Oh well, my supposition that only “Red” areas were getting blackouts was wrong.

Steve Cushman
February 15, 2021 6:52 pm

“The funny thing is that we have a natural gas furnace, stove and hot water heater, but none of them work when the electricity is out.” It’s only a minor inconvenience if power outage is 15-45 minute rolling blackout. If you don’t live in a city with underground utilities the interruption could be a lot longer when freezing rain turns power lines into horizontal icicles.

Abolition Man
Reply to  Steve Cushman
February 15, 2021 9:25 pm

Many cooktops will work if you light them manually; candles or candle lanterns are a nice touch, as well! I get the citronella candles for mine to use around the BBQ and smoker to chase the bugs away.

Tom Abbott
February 15, 2021 7:04 pm

Trump may come back to save the day.

I heard a good one today. It seems some people are floating the idea that Trump run for the House of Representatives in 2022, and when he wins, he will be voted House Majority Leader (we are assuming Republicans will take over the House majority in 2022) and then Trump can impeach Biden!

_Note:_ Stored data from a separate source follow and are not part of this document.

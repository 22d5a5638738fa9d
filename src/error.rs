use axum::{
    extract::rejection::JsonRejection,
    http::StatusCode,
    response::{IntoResponse, Response},
    Json,
};
use serde::{Deserialize, Serialize};
use thiserror::Error;
use crate::form::{FormError, GENERIC_FAILURE_MESSAGE};

#[derive(Debug, Error)]
pub enum ApiError {
    #[error("resource not found")]
    NotFound,
    #[error("{0}")]
    Validation(String),
    #[error("database error: {0}")]
    Database(#[from] sqlx::Error),
    #[error("internal server error")]
    Internal,
}

#[derive(Debug, Serialize, Deserialize)]
pub struct ErrorResponse {
    pub error: String,
    pub message: String,
}

impl IntoResponse for ApiError {
    fn into_response(self) -> Response {
        let (status, error_message) = match self {
            ApiError::NotFound => (
                StatusCode::NOT_FOUND,
                "Resource not found".to_string(),
            ),
            ApiError::Validation(message) => (
                StatusCode::UNPROCESSABLE_ENTITY,
                message,
            ),
            ApiError::Database(err) => {
                tracing::error!("Database error: {}", err);
                (
                    StatusCode::INTERNAL_SERVER_ERROR,
                    GENERIC_FAILURE_MESSAGE.to_string(),
                )
            }
            ApiError::Internal => (
                StatusCode::INTERNAL_SERVER_ERROR,
                GENERIC_FAILURE_MESSAGE.to_string(),
            ),
        };

        let body = Json(ErrorResponse {
            error: status.to_string(),
            message: error_message,
        });

        (status, body).into_response()
    }
}

impl From<FormError> for ApiError {
    fn from(err: FormError) -> Self {
        match err {
            FormError::Invalid { .. } => ApiError::Validation(err.to_string()),
            FormError::Transmission => ApiError::Internal,
        }
    }
}

impl From<JsonRejection> for ApiError {
    fn from(rejection: JsonRejection) -> Self {
        ApiError::Validation(rejection.body_text())
    }
}

/// Failures that stop the server from starting.
#[derive(Debug, Error)]
pub enum StartupError {
    #[error(transparent)]
    Config(#[from] crate::config::ConfigError),
    #[error("failed to connect to database: {0}")]
    Database(#[from] sqlx::Error),
    #[error("failed to run migrations: {0}")]
    Migrate(#[from] sqlx::migrate::MigrateError),
    #[error("server error: {0}")]
    Io(#[from] std::io::Error),
}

It sounds like a plan to me. Then he can run for president again in 2024.

Reply to  Tom Abbott
February 15, 2021 9:37 pm

I like that concept.

Tom Abbott
Reply to  goldminor
February 16, 2021 10:04 am

Republicans could accomplish much the same thing by winning the majority in the House and then Rep. McCarthy would be the Speaker of the House, and he could then pursue investigations into Biden’s role in the coup that began in the Obama administration and eventually managed to oust Trump, and into Biden and his relatives business relationships with America’s enemies, and then another investigation could be carried out into Kamala Harris inciting insurrection during the riots of the summer of 2020, and then we impeach and remove both from Office, and that would make McCarthy the president.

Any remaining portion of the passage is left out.